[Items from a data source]

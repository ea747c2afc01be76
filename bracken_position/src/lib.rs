// Copyright 2025 the Bracken Authors
// SPDX-License-Identifier: Apache-2.0 OR MIT

//! Bracken Position: anchor-relative coordinates for widget layout.
//!
//! A [`Position`] stores an offset relative to an optional anchor (another
//! [`Position`]). Absolute coordinates are resolved lazily on read by walking
//! the anchor chain down to a root position, which has no anchor and whose
//! absolute coordinates equal its own offset.
//!
//! Positions are shared handles: cloning a `Position` yields another handle
//! to the same underlying coordinates. Mutating the offset of a non-leaf
//! position is therefore observed by every position anchored to it, with no
//! explicit propagation step.
//!
//! ## Minimal example
//!
//! ```
//! use bracken_position::Position;
//!
//! let root = Position::origin(10.0, 20.0);
//! let child = Position::anchored(&root, 5.0, 0.0);
//! assert_eq!(child.x(), 15.0);
//!
//! // Moving the root moves the child; resolution is lazy, on read.
//! root.set_relative_x(100.0);
//! assert_eq!(child.x(), 105.0);
//! ```
//!
//! ## Acyclicity
//!
//! The anchor chain must be acyclic: a position must never be anchored,
//! directly or transitively, to a position that resolves through it. This is
//! a caller-guaranteed precondition, not a runtime-checked invariant; a
//! cyclic chain makes coordinate reads diverge.
//!
//! This crate is `no_std` and uses `alloc`.

#![no_std]

extern crate alloc;

use alloc::rc::Rc;
use core::cell::RefCell;
use kurbo::{Point, Vec2};

/// An anchor-relative position.
///
/// The anchor is fixed at construction and never reassigned; only the
/// relative offset may change afterwards. Widgets own one `Position` each
/// and hand out anchored handles to dependent layout.
#[derive(Clone, Debug)]
pub struct Position {
    inner: Rc<RefCell<PositionData>>,
}

#[derive(Debug)]
struct PositionData {
    /// Anchor this offset is relative to; `None` for a root.
    anchor: Option<Position>,
    /// Offset relative to the anchor (or absolute, for a root).
    offset: Vec2,
}

impl Position {
    /// Creates a root position with the given absolute coordinates.
    #[must_use]
    pub fn origin(x: f64, y: f64) -> Self {
        Self::new(None, Vec2::new(x, y))
    }

    /// Creates a position anchored to `anchor` at the given relative offset.
    ///
    /// The returned position shares `anchor`: later changes to the anchor's
    /// offset are reflected in this position's absolute coordinates.
    #[must_use]
    pub fn anchored(anchor: &Self, relative_x: f64, relative_y: f64) -> Self {
        Self::new(Some(anchor.clone()), Vec2::new(relative_x, relative_y))
    }

    fn new(anchor: Option<Self>, offset: Vec2) -> Self {
        Self {
            inner: Rc::new(RefCell::new(PositionData { anchor, offset })),
        }
    }

    /// Returns a handle to the anchor, if this position has one.
    #[must_use]
    pub fn anchor(&self) -> Option<Self> {
        self.inner.borrow().anchor.clone()
    }

    /// Returns `true` if the two handles refer to the same position.
    #[must_use]
    pub fn ptr_eq(&self, other: &Self) -> bool {
        Rc::ptr_eq(&self.inner, &other.inner)
    }

    /// Absolute X coordinate, resolved through the anchor chain.
    #[must_use]
    pub fn x(&self) -> f64 {
        let (anchor, dx) = {
            let data = self.inner.borrow();
            (data.anchor.clone(), data.offset.x)
        };
        anchor.map_or(0.0, |a| a.x()) + dx
    }

    /// Absolute Y coordinate, resolved through the anchor chain.
    #[must_use]
    pub fn y(&self) -> f64 {
        let (anchor, dy) = {
            let data = self.inner.borrow();
            (data.anchor.clone(), data.offset.y)
        };
        anchor.map_or(0.0, |a| a.y()) + dy
    }

    /// Absolute coordinates as a point.
    #[must_use]
    pub fn point(&self) -> Point {
        Point::new(self.x(), self.y())
    }

    /// X offset relative to the anchor.
    #[must_use]
    pub fn relative_x(&self) -> f64 {
        self.inner.borrow().offset.x
    }

    /// Y offset relative to the anchor.
    #[must_use]
    pub fn relative_y(&self) -> f64 {
        self.inner.borrow().offset.y
    }

    /// Sets the X offset relative to the anchor.
    ///
    /// Layout that depends on this position (such as a widget's content
    /// placement) picks the change up on its next coordinate read.
    pub fn set_relative_x(&self, relative_x: f64) {
        self.inner.borrow_mut().offset.x = relative_x;
    }

    /// Sets the Y offset relative to the anchor.
    pub fn set_relative_y(&self, relative_y: f64) {
        self.inner.borrow_mut().offset.y = relative_y;
    }
}
// Copyright 2025 the Bracken Authors
// SPDX-License-Identifier: Apache-2.0 OR MIT

//! Bracken Reference Backend.
//!
//! This crate provides small, deterministic implementations of the
//! `bracken_backend` host traits for **tests and debugging**.
//!
//! It is intentionally *not* a renderer:
//! - It does **not** rasterize to pixels.
//! - It does **not** model any real font; [`RefTextLayout`] uses a fixed
//!   per-character advance so widths and wrap points are exactly
//!   predictable in assertions.
//! - [`RefSurface`] records the draw calls it receives, in order, so tests
//!   can assert on what a widget emitted.
//!
//! ## Minimal example
//!
//! ```
//! use bracken_backend::{DrawSurface, TextLayout};
//! use bracken_backend_ref::{RefSurface, RefTextLayout};
//!
//! let layout = RefTextLayout::default();
//! // 5 characters at the default 6.0 advance.
//! assert_eq!(layout.line_width("hello"), 30.0);
//!
//! let mut surface = RefSurface::default();
//! surface.fill_rect(kurbo::Rect::new(0.0, 0.0, 10.0, 10.0), bracken_backend::palette::TEXT);
//! assert_eq!(surface.cmds().len(), 1);
//! ```
//!
//! This crate is `no_std` and uses `alloc`.

#![no_std]

extern crate alloc;

use alloc::string::{String, ToString};
use alloc::vec::Vec;
use bracken_backend::{DrawSurface, TextLayout, Translator};
use hashbrown::HashMap;
use kurbo::{Point, Rect};
use peniko::Color;

/// Fixed-metric text layout.
///
/// Every character is `advance` wide and every line is `line_height` tall.
/// Wrapping is greedy on whitespace word boundaries; a single word wider
/// than the maximum width is emitted on its own (overlong) line, matching
/// the [`TextLayout::wrap`] contract.
#[derive(Clone, Copy, Debug)]
pub struct RefTextLayout {
    advance: f64,
    line_height: f64,
}

impl Default for RefTextLayout {
    fn default() -> Self {
        Self {
            advance: 6.0,
            line_height: 9.0,
        }
    }
}

impl RefTextLayout {
    /// Creates a layout with explicit metrics.
    #[must_use]
    pub fn with_metrics(advance: f64, line_height: f64) -> Self {
        Self {
            advance,
            line_height,
        }
    }
}

impl TextLayout for RefTextLayout {
    fn wrap(&self, text: &str, max_width: f64) -> Vec<String> {
        let mut lines = Vec::new();
        let mut line = String::new();
        for word in text.split_whitespace() {
            if line.is_empty() {
                line.push_str(word);
                continue;
            }
            let candidate_width = self.line_width(&line) + self.advance + self.line_width(word);
            if candidate_width <= max_width {
                line.push(' ');
                line.push_str(word);
            } else {
                lines.push(core::mem::take(&mut line));
                line.push_str(word);
            }
        }
        if !line.is_empty() {
            lines.push(line);
        }
        lines
    }

    fn line_width(&self, line: &str) -> f64 {
        line.chars().count() as f64 * self.advance
    }

    fn line_height(&self) -> f64 {
        self.line_height
    }
}

/// A draw call recorded by [`RefSurface`].
#[derive(Clone, Debug, PartialEq)]
pub enum DrawCmd {
    /// A `draw_text` call.
    Text {
        /// The line of text.
        line: String,
        /// Text origin.
        origin: Point,
        /// Text color.
        color: Color,
        /// Whether a drop shadow was requested.
        shadow: bool,
    },
    /// A `fill_rect` call.
    Rect {
        /// Filled rectangle.
        rect: Rect,
        /// Fill color.
        color: Color,
    },
}

/// Recording draw surface.
///
/// Stores every draw call in application order for later assertions.
#[derive(Debug, Default)]
pub struct RefSurface {
    cmds: Vec<DrawCmd>,
}

impl RefSurface {
    /// Returns the recorded draw calls in order.
    #[must_use]
    pub fn cmds(&self) -> &[DrawCmd] {
        &self.cmds
    }

    /// Returns just the text lines drawn, in order.
    #[must_use]
    pub fn drawn_text(&self) -> Vec<&str> {
        self.cmds
            .iter()
            .filter_map(|cmd| match cmd {
                DrawCmd::Text { line, .. } => Some(line.as_str()),
                DrawCmd::Rect { .. } => None,
            })
            .collect()
    }

    /// Clears the recording.
    pub fn clear(&mut self) {
        self.cmds.clear();
    }
}

impl DrawSurface for RefSurface {
    fn draw_text(&mut self, line: &str, origin: Point, color: Color, shadow: bool) {
        self.cmds.push(DrawCmd::Text {
            line: line.to_string(),
            origin,
            color,
            shadow,
        });
    }

    fn fill_rect(&mut self, rect: Rect, color: Color) {
        self.cmds.push(DrawCmd::Rect { rect, color });
    }
}

/// Table-driven translator with key-echo fallback.
#[derive(Debug, Default)]
pub struct RefTranslator {
    table: HashMap<String, String>,
}

impl RefTranslator {
    /// Creates an empty translator; every lookup echoes its key.
    #[must_use]
    pub fn new() -> Self {
        Self::default()
    }

    /// Adds a translation, builder style.
    #[must_use]
    pub fn with(mut self, key: impl Into<String>, value: impl Into<String>) -> Self {
        self.insert(key, value);
        self
    }

    /// Adds a translation.
    pub fn insert(&mut self, key: impl Into<String>, value: impl Into<String>) {
        self.table.insert(key.into(), value.into());
    }
}

impl Translator for RefTranslator {
    fn translate(&self, key: &str) -> String {
        self.table
            .get(key)
            .cloned()
            .unwrap_or_else(|| key.to_string())
    }
}

#[cfg(test)]
mod tests {
    use super::*;
    use alloc::vec;

    #[test]
    fn wrap_respects_word_boundaries() {
        let layout = RefTextLayout::default();
        // "alpha beta" is 10 chars = 60.0 wide; limit below that splits it.
        assert_eq!(layout.wrap("alpha beta", 59.0), vec!["alpha", "beta"]);
        assert_eq!(layout.wrap("alpha beta", 60.0), vec!["alpha beta"]);
    }

    #[test]
    fn wrap_of_empty_text_yields_no_lines() {
        let layout = RefTextLayout::default();
        assert!(layout.wrap("", 100.0).is_empty());
        assert!(layout.wrap("   ", 100.0).is_empty());
    }

    #[test]
    fn overlong_word_gets_its_own_line() {
        let layout = RefTextLayout::default();
        let lines = layout.wrap("a incomprehensibilities b", 60.0);
        assert_eq!(lines, vec!["a", "incomprehensibilities", "b"]);
    }

    #[test]
    fn surface_records_in_order() {
        let mut surface = RefSurface::default();
        surface.fill_rect(Rect::new(0.0, 0.0, 1.0, 1.0), bracken_backend::palette::TEXT);
        surface.draw_text(
            "hi",
            Point::new(2.0, 3.0),
            bracken_backend::palette::WHITE,
            true,
        );
        assert_eq!(surface.cmds().len(), 2);
        assert_eq!(surface.drawn_text(), vec!["hi"]);
        surface.clear();
        assert!(surface.cmds().is_empty());
    }

    #[test]
    fn translator_echoes_unknown_keys() {
        let i18n = RefTranslator::new().with("menu.done", "Done");
        assert_eq!(i18n.translate("menu.done"), "Done");
        assert_eq!(i18n.translate("menu.missing"), "menu.missing");
    }

    #[test]
    fn translate_with_substitutes_placeholders_in_order() {
        let i18n = RefTranslator::new().with("narrator.pair", "%s then %s");
        assert_eq!(i18n.translate_with("narrator.pair", &["a", "b"]), "a then b");
        // Extra arguments are appended rather than dropped.
        assert_eq!(i18n.translate_with("menu.missing", &["x"]), "menu.missing x");
    }
}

■ To do
Keep only those lines of the records that hold "Returns", and return them.

■ Worked solution
    /// Returns a handle to the anchor, if this position has one.
    /// Returns `true` if the two handles refer to the same position.
    /// Returns the recorded draw calls in order.
    /// Returns just the text lines drawn, in order.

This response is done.